L’ «overtourism» est une appellation nouvelle qui décrit en bref le phénomène de saturation due à l’invasion de touristes, laquelle déclenche un peu partout un sentiment de ras-le-bol de la part des habitants de certaines villes, européennes en majorité. Les raisons ne sont pas nouvelles, mais ne semblent pas évoluer. La première place revient au développement des croisières de villes flottantes qui déversent une dizaine de milliers de passagers pendant les escales. En seconde position vient le phénomène des vols lowcost qui, par les prix ridiculement bas qu’ils pratiquent, encouragent les passagers à voler plus souvent et parfois à effectuer des escapades le temps d’un week-end, voire d’une journée. Viennent ensuite d’autres facteurs, tels que le phénomène Air B&B qui change les logements de leurs affectation primaire en en faisant des logements de tourisme, au détriment des habitants qui ont peine à se loger à un prix abordable. On pourra aussi citer les VTC tels qu’Uber offrent des prix concurrentiels à ceux des taxis sans en avoir les mêmes contraintes administratives.
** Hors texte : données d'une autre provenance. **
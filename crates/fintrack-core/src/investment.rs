use std::time::Instant;

use chrono::NaiveDate;
use rust_decimal::Decimal;
use serde::{Deserialize, Serialize};

use crate::calendar::{add_months, count_installments, growth_factor, months_between};
use crate::error::FintrackError;
use crate::types::{with_metadata, ComputationOutput, Money, Percent};
use crate::FintrackResult;

// ---------------------------------------------------------------------------
// Types
// ---------------------------------------------------------------------------

/// How the principal is contributed.
#[derive(Debug, Clone, Copy, PartialEq, Eq, Serialize, Deserialize)]
#[serde(rename_all = "camelCase")]
pub enum ContributionType {
    /// One lump sum at the start date.
    OneTime,
    /// One contribution of the principal amount every calendar month.
    Recurring,
}

/// A single investment record, as stored by the application layer.
#[derive(Debug, Clone, Serialize, Deserialize)]
pub struct InvestmentInput {
    pub contribution_type: ContributionType,
    /// Lump sum for one-time, monthly amount for recurring.
    pub principal_amount: Money,
    /// Date of the first contribution.
    pub start_date: NaiveDate,
    /// Expected annual return in percent (12 = 12%/year).
    pub expected_annual_return_rate: Percent,
    /// Planned horizon. None means open-ended: no future value is projected.
    #[serde(skip_serializing_if = "Option::is_none")]
    pub expected_end_date: Option<NaiveDate>,
    #[serde(skip_serializing_if = "Option::is_none")]
    pub label: Option<String>,
}

/// Output of [`valuate_investment`].
#[derive(Debug, Clone, PartialEq, Serialize, Deserialize)]
pub struct ValuationOutput {
    /// Principal actually contributed up to the evaluation date.
    pub total_invested: Money,
    /// Value at the evaluation date, never looking beyond the horizon.
    pub current_value: Money,
    /// Value exactly at the expected end date; None for open-ended records.
    #[serde(skip_serializing_if = "Option::is_none")]
    pub future_value: Option<Money>,
}

/// Input for [`valuate_portfolio`].
#[derive(Debug, Clone, Serialize, Deserialize)]
pub struct PortfolioInput {
    pub investments: Vec<InvestmentInput>,
}

/// Aggregate valuation across one user's investments.
#[derive(Debug, Clone, PartialEq, Serialize, Deserialize)]
pub struct PortfolioOutput {
    pub investment_count: usize,
    pub total_invested: Money,
    pub total_current_value: Money,
    /// Sum over investments with a declared horizon; None when none has one.
    #[serde(skip_serializing_if = "Option::is_none")]
    pub total_future_value: Option<Money>,
    /// Combined lump-sum principal across one-time records.
    pub one_time_principal: Money,
    /// Combined monthly outlay across recurring records.
    pub recurring_monthly_outlay: Money,
}

/// Invested principal and compounded value at one evaluation date.
struct Valuation {
    invested: Money,
    value: Money,
}

// ---------------------------------------------------------------------------
// Core functions
// ---------------------------------------------------------------------------

/// Valuate one investment at `evaluation_date`.
///
/// The current value is evaluated at `min(expected_end_date,
/// evaluation_date)`: what a record is worth "now" never looks beyond today
/// or beyond its declared horizon. The future value is evaluated exactly at
/// `expected_end_date`, even when that date is already in the past. The
/// asymmetry separates "worth now" from "worth at the declared horizon".
pub fn valuate_investment(
    input: &InvestmentInput,
    evaluation_date: NaiveDate,
) -> FintrackResult<ComputationOutput<ValuationOutput>> {
    let start = Instant::now();
    let mut warnings: Vec<String> = Vec::new();

    validate(input)?;

    if evaluation_date < input.start_date {
        warnings.push("Evaluation date precedes the start date".into());
    }

    let current_cutoff = match input.expected_end_date {
        Some(end) if end < evaluation_date => end,
        _ => evaluation_date,
    };

    let current = value_at(input, current_cutoff);
    let future = input.expected_end_date.map(|end| value_at(input, end).value);

    let result = ValuationOutput {
        total_invested: current.invested,
        current_value: current.value,
        future_value: future,
    };

    Ok(with_metadata(
        "Monthly-step compound valuation",
        input,
        warnings,
        start.elapsed().as_micros() as u64,
        result,
    ))
}

/// Aggregate valuation across a set of investments: a fold over
/// [`valuate_investment`]. Any per-record precondition failure fails the
/// whole portfolio.
pub fn valuate_portfolio(
    input: &PortfolioInput,
    evaluation_date: NaiveDate,
) -> FintrackResult<ComputationOutput<PortfolioOutput>> {
    let start = Instant::now();
    let mut warnings: Vec<String> = Vec::new();

    let mut total_invested = Decimal::ZERO;
    let mut total_current_value = Decimal::ZERO;
    let mut total_future_value: Option<Money> = None;
    let mut one_time_principal = Decimal::ZERO;
    let mut recurring_monthly_outlay = Decimal::ZERO;

    for investment in &input.investments {
        let valuation = valuate_investment(investment, evaluation_date)?;
        warnings.extend(valuation.warnings);

        total_invested += valuation.result.total_invested;
        total_current_value += valuation.result.current_value;
        if let Some(fv) = valuation.result.future_value {
            total_future_value = Some(total_future_value.unwrap_or(Decimal::ZERO) + fv);
        }

        match investment.contribution_type {
            ContributionType::OneTime => one_time_principal += investment.principal_amount,
            ContributionType::Recurring => {
                recurring_monthly_outlay += investment.principal_amount
            }
        }
    }

    let result = PortfolioOutput {
        investment_count: input.investments.len(),
        total_invested,
        total_current_value,
        total_future_value,
        one_time_principal,
        recurring_monthly_outlay,
    };

    Ok(with_metadata(
        "Per-investment monthly-step valuation, summed",
        input,
        warnings,
        start.elapsed().as_micros() as u64,
        result,
    ))
}

// ---------------------------------------------------------------------------
// Helpers
// ---------------------------------------------------------------------------

fn validate(input: &InvestmentInput) -> FintrackResult<()> {
    if input.principal_amount <= Decimal::ZERO {
        return Err(FintrackError::InvalidAmount {
            context: "principal_amount".into(),
            reason: "must be > 0".into(),
        });
    }
    if input.expected_annual_return_rate < Decimal::ZERO {
        return Err(FintrackError::InvalidInput {
            field: "expected_annual_return_rate".into(),
            reason: "must be >= 0".into(),
        });
    }
    if let Some(end) = input.expected_end_date {
        if end <= input.start_date {
            return Err(FintrackError::InvalidHorizon {
                start: input.start_date,
                end,
            });
        }
    }
    Ok(())
}

/// Invested principal and compounded value at `date`.
///
/// Zero-rate records short-circuit to the invested amount: no growth path
/// means no compounding, and it keeps `0^0` out of the arithmetic.
fn value_at(input: &InvestmentInput, date: NaiveDate) -> Valuation {
    let rate = input.expected_annual_return_rate;

    match input.contribution_type {
        ContributionType::OneTime => {
            // Contributed once, in full, at the start date.
            let invested = input.principal_amount;
            let value = if rate.is_zero() {
                invested
            } else {
                invested * growth_factor(rate, months_between(input.start_date, date))
            };
            Valuation { invested, value }
        }
        ContributionType::Recurring => {
            let installments = count_installments(input.start_date, date);
            let invested = input.principal_amount * Decimal::from(installments);
            let value = if rate.is_zero() {
                invested
            } else {
                (0..installments)
                    .map(|k| {
                        let contributed = add_months(input.start_date, k);
                        input.principal_amount
                            * growth_factor(rate, months_between(contributed, date))
                    })
                    .sum()
            };
            Valuation { invested, value }
        }
    }
}
use chrono::NaiveDate;
use thiserror::Error;

#[derive(Debug, Error)]
pub enum FintrackError {
    #[error("Group has no members")]
    EmptyGroup,

    #[error("Expense payer '{payer}' is not a member of the group")]
    InvalidExpenseOwner { payer: String },

    #[error("Invalid amount in {context}: {reason}")]
    InvalidAmount { context: String, reason: String },

    #[error("Invalid horizon: end date {end} is not after start date {start}")]
    InvalidHorizon { start: NaiveDate, end: NaiveDate },

    #[error("Invalid input: {field}: {reason}")]
    InvalidInput { field: String, reason: String },

    #[error("Serialization error: {0}")]
    SerializationError(String),
}

impl From<serde_json::Error> for FintrackError {
    fn from(e: serde_json::Error) -> Self {
        FintrackError::SerializationError(e.to_string())
    }
}
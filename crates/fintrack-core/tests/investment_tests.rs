use chrono::NaiveDate;
use fintrack_core::investment::{
    valuate_investment, valuate_portfolio, ContributionType, InvestmentInput, PortfolioInput,
};
use fintrack_core::FintrackError;
use rust_decimal::Decimal;
use rust_decimal_macros::dec;

fn date(y: i32, m: u32, d: u32) -> NaiveDate {
    NaiveDate::from_ymd_opt(y, m, d).unwrap()
}

fn one_time(principal: Decimal, rate: Decimal, start: NaiveDate) -> InvestmentInput {
    InvestmentInput {
        contribution_type: ContributionType::OneTime,
        principal_amount: principal,
        start_date: start,
        expected_annual_return_rate: rate,
        expected_end_date: None,
        label: None,
    }
}

fn recurring(monthly: Decimal, rate: Decimal, start: NaiveDate) -> InvestmentInput {
    InvestmentInput {
        contribution_type: ContributionType::Recurring,
        principal_amount: monthly,
        start_date: start,
        expected_annual_return_rate: rate,
        expected_end_date: None,
        label: None,
    }
}

// ---------------------------------------------------------------------------
// One-time contributions
// ---------------------------------------------------------------------------

#[test]
fn test_one_time_future_value_round_trip() {
    // 10000 at 12%/year for 12 months: 10000 * 1.01^12 = 11268.25
    let mut inv = one_time(dec!(10000), dec!(12), date(2024, 1, 1));
    inv.expected_end_date = Some(date(2025, 1, 1));
    let output = valuate_investment(&inv, date(2024, 6, 15)).unwrap().result;

    let fv = output.future_value.expect("horizon set, future value expected");
    assert!(
        (fv - dec!(11268.25)).abs() < dec!(0.01),
        "Expected ~11268.25, got {}",
        fv
    );
    // Current value at 2024-06-15 is 5 whole months of growth
    assert!(
        (output.current_value - dec!(10510.10)).abs() < dec!(0.01),
        "Expected ~10510.10, got {}",
        output.current_value
    );
    assert_eq!(output.total_invested, dec!(10000));
}

#[test]
fn test_one_time_zero_rate_idempotence() {
    let mut inv = one_time(dec!(5000), dec!(0), date(2023, 3, 10));
    inv.expected_end_date = Some(date(2026, 3, 10));
    let output = valuate_investment(&inv, date(2024, 9, 1)).unwrap().result;

    assert_eq!(output.total_invested, dec!(5000));
    assert_eq!(output.current_value, dec!(5000));
    assert_eq!(output.future_value, Some(dec!(5000)));
}

#[test]
fn test_one_time_partial_trailing_month_does_not_compound() {
    // 2024-01-15 to 2024-04-01 is 2 whole months, the partial third is dropped
    let inv = one_time(dec!(10000), dec!(12), date(2024, 1, 15));
    let output = valuate_investment(&inv, date(2024, 4, 1)).unwrap().result;
    assert_eq!(output.current_value, dec!(10201));
    assert!(output.future_value.is_none(), "open-ended record has no future value");
}

#[test]
fn test_evaluation_before_start_values_at_principal() {
    let inv = one_time(dec!(10000), dec!(12), date(2025, 6, 1));
    let output = valuate_investment(&inv, date(2024, 1, 1)).unwrap();
    assert_eq!(output.result.total_invested, dec!(10000));
    assert_eq!(output.result.current_value, dec!(10000));
    assert_eq!(output.warnings.len(), 1);
}

// ---------------------------------------------------------------------------
// Recurring contributions
// ---------------------------------------------------------------------------

#[test]
fn test_recurring_installment_count() {
    // Jan, Feb, Mar, Apr: 4 installments of 1000
    let inv = recurring(dec!(1000), dec!(0), date(2024, 1, 1));
    let output = valuate_investment(&inv, date(2024, 4, 1)).unwrap().result;
    assert_eq!(output.total_invested, dec!(4000));
    assert_eq!(output.current_value, dec!(4000));
}

#[test]
fn test_recurring_compounds_each_installment_separately() {
    // 1000/month at 12%: installments at Jan/Feb/Mar have 2/1/0 months of
    // growth by Mar 1: 1000 * (1.01^2 + 1.01 + 1) = 3030.10
    let inv = recurring(dec!(1000), dec!(12), date(2024, 1, 1));
    let output = valuate_investment(&inv, date(2024, 3, 1)).unwrap().result;
    assert_eq!(output.total_invested, dec!(3000));
    assert!(
        (output.current_value - dec!(3030.10)).abs() < dec!(0.01),
        "Expected ~3030.10, got {}",
        output.current_value
    );
}

#[test]
fn test_recurring_before_start_has_nothing_invested() {
    let inv = recurring(dec!(1000), dec!(12), date(2025, 1, 1));
    let output = valuate_investment(&inv, date(2024, 1, 1)).unwrap().result;
    assert_eq!(output.total_invested, Decimal::ZERO);
    assert_eq!(output.current_value, Decimal::ZERO);
}

// ---------------------------------------------------------------------------
// Horizon handling
// ---------------------------------------------------------------------------

#[test]
fn test_past_horizon_clamps_current_value() {
    // Horizon passed: "worth now" stops growing at the end date, and the
    // future value reflects exactly that same date
    let mut inv = one_time(dec!(10000), dec!(12), date(2023, 1, 1));
    inv.expected_end_date = Some(date(2023, 7, 1));
    let output = valuate_investment(&inv, date(2024, 1, 1)).unwrap().result;

    let at_horizon = dec!(10615.20);
    assert!(
        (output.current_value - at_horizon).abs() < dec!(0.01),
        "Expected clamp to ~{}, got {}",
        at_horizon,
        output.current_value
    );
    let fv = output.future_value.unwrap();
    assert_eq!(output.current_value, fv);
}

#[test]
fn test_horizon_not_after_start_rejected() {
    let mut inv = one_time(dec!(10000), dec!(12), date(2024, 5, 1));
    inv.expected_end_date = Some(date(2024, 5, 1));
    assert!(matches!(
        valuate_investment(&inv, date(2024, 6, 1)),
        Err(FintrackError::InvalidHorizon { .. })
    ));

    inv.expected_end_date = Some(date(2024, 1, 1));
    assert!(matches!(
        valuate_investment(&inv, date(2024, 6, 1)),
        Err(FintrackError::InvalidHorizon { .. })
    ));
}

#[test]
fn test_non_positive_principal_rejected() {
    let inv = one_time(dec!(0), dec!(12), date(2024, 1, 1));
    assert!(matches!(
        valuate_investment(&inv, date(2024, 6, 1)),
        Err(FintrackError::InvalidAmount { .. })
    ));
}

#[test]
fn test_negative_rate_rejected() {
    let inv = one_time(dec!(1000), dec!(-3), date(2024, 1, 1));
    assert!(matches!(
        valuate_investment(&inv, date(2024, 6, 1)),
        Err(FintrackError::InvalidInput { .. })
    ));
}

// ---------------------------------------------------------------------------
// Portfolio aggregation
// ---------------------------------------------------------------------------

#[test]
fn test_portfolio_sums_per_investment_results() {
    let mut with_horizon = one_time(dec!(10000), dec!(0), date(2024, 1, 1));
    with_horizon.expected_end_date = Some(date(2025, 1, 1));
    let portfolio = PortfolioInput {
        investments: vec![with_horizon, recurring(dec!(1000), dec!(0), date(2024, 1, 1))],
    };
    let output = valuate_portfolio(&portfolio, date(2024, 4, 1)).unwrap().result;

    assert_eq!(output.investment_count, 2);
    assert_eq!(output.total_invested, dec!(14000));
    assert_eq!(output.total_current_value, dec!(14000));
    // Only the record with a horizon contributes a future value
    assert_eq!(output.total_future_value, Some(dec!(10000)));
    assert_eq!(output.one_time_principal, dec!(10000));
    assert_eq!(output.recurring_monthly_outlay, dec!(1000));
}

#[test]
fn test_portfolio_without_horizons_has_no_future_value() {
    let portfolio = PortfolioInput {
        investments: vec![
            one_time(dec!(2000), dec!(8), date(2024, 1, 1)),
            recurring(dec!(500), dec!(10), date(2024, 2, 1)),
        ],
    };
    let output = valuate_portfolio(&portfolio, date(2024, 6, 1)).unwrap().result;
    assert!(output.total_future_value.is_none());
}

#[test]
fn test_portfolio_propagates_record_failures() {
    let portfolio = PortfolioInput {
        investments: vec![
            one_time(dec!(2000), dec!(8), date(2024, 1, 1)),
            one_time(dec!(-5), dec!(8), date(2024, 1, 1)),
        ],
    };
    assert!(valuate_portfolio(&portfolio, date(2024, 6, 1)).is_err());
}

#[test]
fn test_empty_portfolio_is_all_zeroes() {
    let portfolio = PortfolioInput { investments: vec![] };
    let output = valuate_portfolio(&portfolio, date(2024, 6, 1)).unwrap().result;
    assert_eq!(output.investment_count, 0);
    assert_eq!(output.total_invested, Decimal::ZERO);
    assert!(output.total_future_value.is_none());
}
Cette surfréquentation déclenche une forme de touristophobie.
arcelone, WTTC, Etat des lieux: Dans un rapport du WTTC (World, Travel § Tourism Council), sur 68 villes du monde concernées, six d’entre elles sont en état d’urgence. En nombre de touristes par habitant, les chiffres des six villes les plus concernées sont: Venise (545 touristes par habitant), Santorin (157), Dubrovnik (97), Barcelone (20), Amsterdam (20), Budapest (2,4). On constatera dans cette liste que les trois premières les plus impactées sont des escales classiques de croisières méditerranéennes, avec une vision d’horreur de milliers de passagers déferlant en même temps dans les petits ports de Santorin ou de Dubrovnik.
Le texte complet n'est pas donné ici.